Central Bank Independence helps the Bank focus on long-run business objectives such as
promoting a stable price level which is one of the strategic objectives of the Central Bank and
this helps promote economic stability in the country.

Central Bank Independence helps avoid political business cycle, in which just before an election,
there is temptation for Government to employ expansionary policies leading to a boom economic
cycle. Therefore, it is better to take monetary policy out of the Government's hands because the
boom is not as a result of economic activity but a lot of money in circulation.

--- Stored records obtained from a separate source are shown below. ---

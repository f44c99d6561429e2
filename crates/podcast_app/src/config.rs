//! RON configuration for the command-line front end.
//!
//! Every field has a default, so a config file only needs the values it
//! changes. Flags from the command line are applied on top (see `cli.rs`).

use std::fs;
use std::path::{Path, PathBuf};
use std::time::Duration;

use anyhow::Context;
use podcast_core::{EndpointLayout, TrackerSettings};
use podcast_engine::ApiSettings;
use serde::{Deserialize, Serialize};
use url::Url;

pub(crate) const DEFAULT_CONFIG_FILE: &str = "podcast.ron";

#[derive(Debug, Clone, Copy, PartialEq, Eq, Default, Serialize, Deserialize)]
pub(crate) enum EndpointsConfig {
    #[default]
    Current,
    Legacy,
}

impl From<EndpointsConfig> for EndpointLayout {
    fn from(value: EndpointsConfig) -> Self {
        match value {
            EndpointsConfig::Current => EndpointLayout::Current,
            EndpointsConfig::Legacy => EndpointLayout::Legacy,
        }
    }
}

#[derive(Debug, Clone, PartialEq, Serialize, Deserialize)]
#[serde(default, deny_unknown_fields)]
pub(crate) struct AppConfig {
    pub server: String,
    pub endpoints: EndpointsConfig,
    pub model: Option<String>,
    /// Refuse to submit without a token.
    pub require_auth: bool,
    pub poll_interval_ms: u64,
    pub poll_max_retries: u32,
    pub request_timeout_secs: u64,
    pub upload_timeout_secs: u64,
    pub max_upload_mib: u64,
    pub download_dir: Option<PathBuf>,
    pub log_file: Option<PathBuf>,
}

impl Default for AppConfig {
    fn default() -> Self {
        Self {
            server: "http://localhost:8000".to_string(),
            endpoints: EndpointsConfig::Current,
            model: None,
            require_auth: false,
            poll_interval_ms: 1000,
            poll_max_retries: 3,
            request_timeout_secs: 30,
            upload_timeout_secs: 300,
            max_upload_mib: 50,
            download_dir: None,
            log_file: None,
        }
    }
}

impl AppConfig {
    /// Reads `path`, or `./podcast.ron` when no path is given and it exists.
    ///
    /// Also returns the file that was read. This runs before logging is set
    /// up (the log file is a config value), so the caller logs it.
    pub fn load(path: Option<&Path>) -> anyhow::Result<(Self, Option<PathBuf>)> {
        let path = match path {
            Some(path) => path.to_path_buf(),
            None => {
                let fallback = PathBuf::from(DEFAULT_CONFIG_FILE);
                if !fallback.exists() {
                    return Ok((Self::default(), None));
                }
                fallback
            }
        };
        let content = fs::read_to_string(&path)
            .with_context(|| format!("reading config {}", path.display()))?;
        let config = Self::parse(&content)
            .with_context(|| format!("parsing config {}", path.display()))?;
        Ok((config, Some(path)))
    }

    pub fn parse(content: &str) -> anyhow::Result<Self> {
        Ok(ron::from_str(content)?)
    }

    pub fn server_url(&self) -> anyhow::Result<Url> {
        Url::parse(self.server.trim())
            .with_context(|| format!("invalid server url {:?}", self.server))
    }

    pub fn tracker_settings(&self) -> anyhow::Result<TrackerSettings> {
        let mut settings = TrackerSettings::new(self.server_url()?);
        settings.endpoints = self.endpoints.into();
        settings.require_auth = self.require_auth;
        settings.max_upload_bytes = self.max_upload_mib.saturating_mul(1024 * 1024);
        settings.poll.interval = Duration::from_millis(self.poll_interval_ms.max(1));
        settings.poll.max_retries = self.poll_max_retries;
        Ok(settings)
    }

    pub fn api_settings(&self, auth_token: Option<String>) -> anyhow::Result<ApiSettings> {
        let mut settings = ApiSettings::new(self.server_url()?);
        settings.endpoints = self.endpoints.into();
        settings.request_timeout = Duration::from_secs(self.request_timeout_secs.max(1));
        settings.upload_timeout = Duration::from_secs(self.upload_timeout_secs.max(1));
        settings.model = self.model.clone();
        settings.auth_token = auth_token.filter(|token| !token.trim().is_empty());
        Ok(settings)
    }
}
use std::sync::Once;
use std::time::Duration;

use podcast_core::{
    update, ClientTaskState, Effect, Msg, Phase, SourceFile, TaskId, TrackerSettings,
};
use pretty_assertions::assert_eq;
use url::Url;

fn init_logging() {
    static INIT: Once = Once::new();
    INIT.call_once(podcast_logging::initialize_for_tests);
}

fn settings() -> TrackerSettings {
    TrackerSettings::new(Url::parse("http://localhost:8000/").unwrap())
}

fn pdf(name: &str) -> SourceFile {
    SourceFile::new(name, b"%PDF-1.7 body".to_vec())
}

fn submit(state: ClientTaskState, file: SourceFile) -> (ClientTaskState, Vec<Effect>) {
    update(state, Msg::SubmitRequested(Some(file)))
}

#[test]
fn text_file_is_rejected_without_any_request() {
    init_logging();
    let (mut state, effects) = submit(ClientTaskState::new(settings()), pdf("notes.txt"));

    assert!(effects.is_empty());
    let view = state.view();
    assert_eq!(view.phase, Phase::Idle);
    assert!(view.notice.unwrap().contains("Please upload a PDF file"));
    assert!(state.consume_dirty());
}

#[test]
fn missing_file_is_rejected_without_any_request() {
    init_logging();
    let (state, effects) = update(ClientTaskState::new(settings()), Msg::SubmitRequested(None));

    assert!(effects.is_empty());
    assert_eq!(state.view().notice.as_deref(), Some("Please select a PDF file"));
    assert_eq!(state.phase(), Phase::Idle);
}

#[test]
fn pdf_starts_upload_ramp_and_creation_request() {
    init_logging();
    let file = pdf("notes.pdf");
    let (state, effects) = submit(ClientTaskState::new(settings()), file.clone());

    let generation = state.generation();
    assert_eq!(
        effects,
        vec![
            Effect::BeginSession { generation },
            Effect::AnimateTo {
                generation,
                target: 20,
                duration: Duration::from_millis(400),
            },
            Effect::CreateTask { generation, file },
        ]
    );
    let view = state.view();
    assert_eq!(view.phase, Phase::Uploading);
    assert_eq!(view.status_message, "Uploading PDF...");
    assert_eq!(view.percent, 0);
    assert_eq!(view.task_id, None);
}

#[test]
fn task_created_starts_tracking_with_an_immediate_poll() {
    init_logging();
    let (state, _) = submit(ClientTaskState::new(settings()), pdf("notes.pdf"));
    let generation = state.generation();

    let (state, effects) = update(
        state,
        Msg::TaskCreated {
            generation,
            task_id: TaskId::new("t-1"),
        },
    );

    assert_eq!(state.phase(), Phase::Tracking);
    assert_eq!(state.active_task_id(), Some(&TaskId::new("t-1")));
    assert_eq!(
        effects,
        vec![Effect::PollStatus {
            generation,
            task_id: TaskId::new("t-1"),
            delay: Duration::ZERO,
        }]
    );
}

#[test]
fn second_submission_is_rejected_while_one_is_in_flight() {
    init_logging();
    let (state, _) = submit(ClientTaskState::new(settings()), pdf("a.pdf"));
    let generation = state.generation();

    let (state, effects) = submit(state, pdf("b.pdf"));
    assert!(effects.is_empty());
    assert_eq!(state.phase(), Phase::Uploading);
    assert_eq!(state.generation(), generation);
    assert!(state.view().notice.unwrap().contains("already being generated"));

    let (state, _) = update(
        state,
        Msg::TaskCreated {
            generation,
            task_id: TaskId::new("t-1"),
        },
    );
    let (state, effects) = submit(state, pdf("c.pdf"));
    assert!(effects.is_empty());
    assert_eq!(state.phase(), Phase::Tracking);
    assert_eq!(state.active_task_id(), Some(&TaskId::new("t-1")));
}

#[test]
fn creation_failure_is_terminal_and_tracks_nothing() {
    init_logging();
    let (state, _) = submit(ClientTaskState::new(settings()), pdf("notes.pdf"));
    let generation = state.generation();

    let (state, effects) = update(
        state,
        Msg::SubmissionFailed {
            generation,
            message: "http status 500".to_string(),
        },
    );

    assert!(effects.is_empty());
    let view = state.view();
    assert_eq!(view.phase, Phase::Failed);
    assert_eq!(view.task_id, None);
    assert_eq!(view.error.as_deref(), Some("http status 500"));
    assert_eq!(view.status_message, "Error: http status 500");

    // A late creation answer for the failed upload does not revive it.
    let (state, effects) = update(
        state,
        Msg::TaskCreated {
            generation,
            task_id: TaskId::new("late"),
        },
    );
    assert!(effects.is_empty());
    assert_eq!(state.phase(), Phase::Failed);
}

#[test]
fn upload_ramp_keeps_running_after_creation_failure() {
    init_logging();
    let (state, _) = submit(ClientTaskState::new(settings()), pdf("notes.pdf"));
    let generation = state.generation();
    let (state, _) = update(state, Msg::ProgressFrame { generation, percent: 3.0 });
    let (state, _) = update(
        state,
        Msg::SubmissionFailed {
            generation,
            message: "http status 500".to_string(),
        },
    );
    assert_eq!(state.phase(), Phase::Failed);
    assert!(state.is_animating());

    let (state, _) = update(state, Msg::ProgressFrame { generation, percent: 11.0 });
    let (state, effects) = update(
        state,
        Msg::AnimationSettled {
            generation,
            percent: 20.0,
        },
    );
    assert!(effects.is_empty());
    assert_eq!(state.phase(), Phase::Failed);
    assert_eq!(state.view().percent, 20);
    assert!(!state.is_animating());
}

#[test]
fn new_submission_after_failure_resets_implicitly() {
    init_logging();
    let (state, _) = submit(ClientTaskState::new(settings()), pdf("notes.pdf"));
    let first = state.generation();
    let (state, _) = update(
        state,
        Msg::SubmissionFailed {
            generation: first,
            message: "network error".to_string(),
        },
    );

    let (state, effects) = submit(state, pdf("notes.pdf"));
    assert_eq!(effects.len(), 3);
    assert_eq!(state.phase(), Phase::Uploading);
    assert!(state.generation() > first);
    assert_eq!(state.view().error, None);
}

#[test]
fn sign_in_is_required_when_configured() {
    init_logging();
    let mut settings = settings();
    settings.require_auth = true;

    let (state, effects) = submit(ClientTaskState::new(settings), pdf("notes.pdf"));
    assert!(effects.is_empty());
    assert!(state.view().notice.unwrap().contains("sign in"));

    let (state, _) = update(state, Msg::IdentityChanged { signed_in: true });
    let (state, effects) = submit(state, pdf("notes.pdf"));
    assert_eq!(effects.len(), 3);
    assert_eq!(state.phase(), Phase::Uploading);
}
use std::time::Duration;

use crate::{ResultHandoff, SourceFile, TaskId};

/// Side effects requested by `update`; executed by the engine's controller.
#[derive(Debug, Clone, PartialEq)]
pub enum Effect {
    /// Start a fresh tracking session: new cancellation scope and animator.
    BeginSession { generation: u64 },
    /// Raise the progress animation endpoint to `target` percent.
    AnimateTo {
        generation: u64,
        target: u8,
        duration: Duration,
    },
    /// Upload the source file and create the server-side task.
    CreateTask { generation: u64, file: SourceFile },
    /// Fetch the task status once `delay` has elapsed.
    PollStatus {
        generation: u64,
        task_id: TaskId,
        delay: Duration,
    },
    /// Expose the finished artifact to playback and download.
    Handoff(ResultHandoff),
    /// Stop observing the current task. The server-side task keeps running.
    CancelTracking,
}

This independence helps the Central Bank acquire independent revenue from its Treasury
without necessarily getting help from the political sector and is therefore able to pay staff's
wages.

There is macroeconomic performance and also the banking sector given its core values it has to
abide by. These mission, vision and core values stated above help the Central Bank focus on
achieving its future targets and goals.

The Cons
These are the hindrances of the Central Bank Independence which are explained as follows;

Central Bank Independence requires delegation of power to an independent institution which


involves accountability of activities done which is quite expensive hence more funds are at times
directed to a lot of Annual Reports which ought to be written.

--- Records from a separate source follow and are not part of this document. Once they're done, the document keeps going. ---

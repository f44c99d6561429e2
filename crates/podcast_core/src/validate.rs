use thiserror::Error;

use crate::SourceFile;

/// The only document type the conversion service accepts.
pub const REQUIRED_EXTENSION: &str = ".pdf";

#[derive(Debug, Clone, PartialEq, Eq, Error)]
pub enum ValidationError {
    #[error("Please select a PDF file")]
    NoFile,
    #[error("Please upload a PDF file ({name} is not a PDF)")]
    WrongType { name: String },
    #[error("{name} is empty")]
    Empty { name: String },
    #[error("{name} is too large ({size} bytes, limit {max} bytes)")]
    TooLarge { name: String, size: u64, max: u64 },
    #[error("Please sign in before creating a podcast")]
    NotSignedIn,
}

/// Local checks performed before anything is sent.
#[derive(Debug, Clone, Copy, PartialEq, Eq)]
pub struct SubmissionRules {
    pub max_bytes: u64,
    pub require_auth: bool,
    pub signed_in: bool,
}

pub fn validate_source(
    file: Option<&SourceFile>,
    rules: &SubmissionRules,
) -> Result<(), ValidationError> {
    if rules.require_auth && !rules.signed_in {
        return Err(ValidationError::NotSignedIn);
    }
    let file = file.ok_or(ValidationError::NoFile)?;
    if !has_required_extension(&file.name) {
        return Err(ValidationError::WrongType {
            name: file.name.clone(),
        });
    }
    if file.bytes.is_empty() {
        return Err(ValidationError::Empty {
            name: file.name.clone(),
        });
    }
    let size = file.bytes.len() as u64;
    if size > rules.max_bytes {
        return Err(ValidationError::TooLarge {
            name: file.name.clone(),
            size,
            max: rules.max_bytes,
        });
    }
    Ok(())
}

fn has_required_extension(name: &str) -> bool {
    let name = name.trim();
    name.len()
        .checked_sub(REQUIRED_EXTENSION.len())
        .and_then(|start| name.get(start..))
        .is_some_and(|suffix| suffix.eq_ignore_ascii_case(REQUIRED_EXTENSION))
}
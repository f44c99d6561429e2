use std::path::{Path, PathBuf};

use podcast_core::ResultHandoff;
use podcast_logging::podcast_info;
use thiserror::Error;

use crate::{ApiError, AtomicFileWriter, PersistError, TaskApi};

#[derive(Debug, Error)]
pub enum DownloadError {
    #[error("download failed: {0}")]
    Fetch(#[from] ApiError),
    #[error("saving download failed: {0}")]
    Persist(#[from] PersistError),
}

/// Fetches the finished artifact and stores it as `{dir}/{filename}`.
///
/// The retrieval path is idempotent, so this may be repeated for the same result.
pub async fn download_result(
    api: &dyn TaskApi,
    result: &ResultHandoff,
    dir: &Path,
    filename: &str,
) -> Result<PathBuf, DownloadError> {
    let bytes = api.fetch_artifact(result.download_url()).await?;
    let writer = AtomicFileWriter::new(dir.to_path_buf());
    let path = writer.write(filename, &bytes)?;
    podcast_info!("Saved {} bytes to {:?}", bytes.len(), path);
    Ok(path)
}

Central Bank Independence involves having the monetary policy affect almost everyone in the
economy but controlled by the Central Bank who is not responsible to any since it is
independent.

Economic stability requires that monetary policy must be coordinated with fiscal policy. Fiscal
policy is the management of Government spending and taxation. Only by placing monetary
policy under the control of the politicians who also control fiscal policy; these two policies
cannot be prevented from working at cross-purposes, which does not make the Central Bank
fully independent from Government.

Independent Central Bank has not always been successful in using its freedom because
Government may come in to get help in financing certain aspects of the economy which the
Central Bank may reconsider, for instance, printing of more money especially during President
Idi Amin's regime who ordered the Bank to print more money to finance the buying of military
equipment which may not be economically profitable to the Uganda's economy.

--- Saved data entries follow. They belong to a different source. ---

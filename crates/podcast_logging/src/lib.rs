#![deny(missing_docs)]
//! Shared logging utilities for the podcast tracker workspace.
//!
//! This crate provides the `podcast_*` logging macros used across the codebase,
//! a per-thread "tracked task" context that prefixes every record, and the
//! `simplelog` initializers for the application and for tests.

use std::cell::RefCell;
use std::fmt;
use std::fs::File;
use std::path::{Path, PathBuf};

use log::{Level, LevelFilter, Log, Metadata, Record};
use simplelog::{
    ColorChoice, CombinedLogger, Config, ConfigBuilder, SharedLogger, TermLogger, TerminalMode,
    WriteLogger,
};

thread_local! {
    /// Identifier of the task currently tracked on this thread, if any.
    static TRACKED_TASK: RefCell<Option<String>> = const { RefCell::new(None) };
}

/// Sets (or clears) the task id that prefixes log records on the current thread.
///
/// The controller calls this whenever the tracked task changes.
pub fn set_tracked_task(task_id: Option<&str>) {
    TRACKED_TASK.with(|slot| *slot.borrow_mut() = task_id.map(str::to_owned));
}

/// Returns the task id currently attached to log records on this thread.
pub fn tracked_task() -> Option<String> {
    TRACKED_TASK.with(|slot| slot.borrow().clone())
}

/// Emits a record through the `log` facade, prefixed with the tracked task.
///
/// `target` is the calling module, so filtering by module keeps working.
/// Used by the macros below; call the macros instead.
#[doc(hidden)]
pub fn log_with_context(target: &str, level: Level, args: fmt::Arguments<'_>) {
    if level <= log::max_level() {
        emit(log::logger(), target, level, args);
    }
}

fn emit(logger: &dyn Log, target: &str, level: Level, args: fmt::Arguments<'_>) {
    let metadata = Metadata::builder().level(level).target(target).build();
    if !logger.enabled(&metadata) {
        return;
    }
    TRACKED_TASK.with(|slot| match slot.borrow().as_deref() {
        Some(task_id) => logger.log(
            &Record::builder()
                .metadata(metadata)
                .module_path(Some(target))
                .args(format_args!("[task {}] {}", task_id, args))
                .build(),
        ),
        None => logger.log(
            &Record::builder()
                .metadata(metadata)
                .module_path(Some(target))
                .args(args)
                .build(),
        ),
    });
}

/// Logs a trace-level message with the tracked task as context.
#[macro_export]
macro_rules! podcast_trace {
    ($($arg:tt)*) => {{
        $crate::log_with_context(
            module_path!(),
            $crate::log::Level::Trace,
            format_args!($($arg)*),
        );
    }};
}

/// Logs a debug-level message with the tracked task as context.
#[macro_export]
macro_rules! podcast_debug {
    ($($arg:tt)*) => {{
        $crate::log_with_context(
            module_path!(),
            $crate::log::Level::Debug,
            format_args!($($arg)*),
        );
    }};
}

/// Logs an info-level message with the tracked task as context.
#[macro_export]
macro_rules! podcast_info {
    ($($arg:tt)*) => {{
        $crate::log_with_context(
            module_path!(),
            $crate::log::Level::Info,
            format_args!($($arg)*),
        );
    }};
}

/// Logs a warn-level message with the tracked task as context.
#[macro_export]
macro_rules! podcast_warn {
    ($($arg:tt)*) => {{
        $crate::log_with_context(
            module_path!(),
            $crate::log::Level::Warn,
            format_args!($($arg)*),
        );
    }};
}

/// Logs an error-level message with the tracked task as context.
#[macro_export]
macro_rules! podcast_error {
    ($($arg:tt)*) => {{
        $crate::log_with_context(
            module_path!(),
            $crate::log::Level::Error,
            format_args!($($arg)*),
        );
    }};
}

/// Re-exported for the macros above.
#[doc(hidden)]
pub use log;

/// Destination for log output.
#[derive(Debug, Clone, PartialEq, Eq)]
pub enum LogDestination {
    /// Write to the given file only.
    File(PathBuf),
    /// Write to the terminal (stderr for warnings and errors).
    Terminal,
    /// Write to both the file and the terminal.
    Both(PathBuf),
}

impl LogDestination {
    /// Default log file used by the command-line front end.
    pub fn default_file() -> PathBuf {
        PathBuf::from("./podcast.log")
    }
}

/// Initialize the global logger with the specified destination and level.
///
/// A file that cannot be created is reported on stderr and skipped; the
/// terminal logger (if requested) is still installed.
pub fn initialize(destination: LogDestination, level: LevelFilter) {
    let config = build_config();

    let loggers: Vec<Box<dyn SharedLogger>> = match destination {
        LogDestination::File(path) => match create_file_logger(&path, level, config) {
            Some(file_logger) => vec![file_logger],
            None => return,
        },
        LogDestination::Terminal => vec![TermLogger::new(
            level,
            config,
            TerminalMode::Mixed,
            ColorChoice::Auto,
        )],
        LogDestination::Both(path) => {
            let mut loggers: Vec<Box<dyn SharedLogger>> = vec![TermLogger::new(
                level,
                config.clone(),
                TerminalMode::Mixed,
                ColorChoice::Auto,
            )];
            if let Some(file_logger) = create_file_logger(&path, level, config) {
                loggers.push(file_logger);
            }
            loggers
        }
    };

    let _ = CombinedLogger::init(loggers);
}

/// Initializes a simple terminal logger for use in unit tests.
///
/// This safely no-ops if another logger has already been initialized.
pub fn initialize_for_tests() {
    let level = if cfg!(debug_assertions) {
        LevelFilter::Debug
    } else {
        LevelFilter::Info
    };

    let _ = CombinedLogger::init(vec![TermLogger::new(
        level,
        Config::default(),
        TerminalMode::Mixed,
        ColorChoice::Auto,
    )]);
}

fn build_config() -> Config {
    ConfigBuilder::new()
        .set_time_format_rfc3339()
        .set_target_level(LevelFilter::Error)
        .build()
}

fn create_file_logger(
    path: &Path,
    level: LevelFilter,
    config: Config,
) -> Option<Box<WriteLogger<File>>> {
    match File::create(path) {
        Ok(file) => Some(WriteLogger::new(level, config, file)),
        Err(err) => {
            eprintln!("Warning: Could not create log file at {:?}: {}", path, err);
            None
        }
    }
}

An independent Central Bank can pursue policies that are politically unpopular, and yet in the
public interest. For instance, the Central Bank may not see it fit to continue borrowing from the
International Monetary Fund because of the likelihood of the country not being able to pay back
because Uganda as an economy still has some carrying out subsistence farming which does not
generate income to the economy.

In conclusion, the Bank of Uganda plays a vital role in enabling macroeconomic stability and
growth in Uganda.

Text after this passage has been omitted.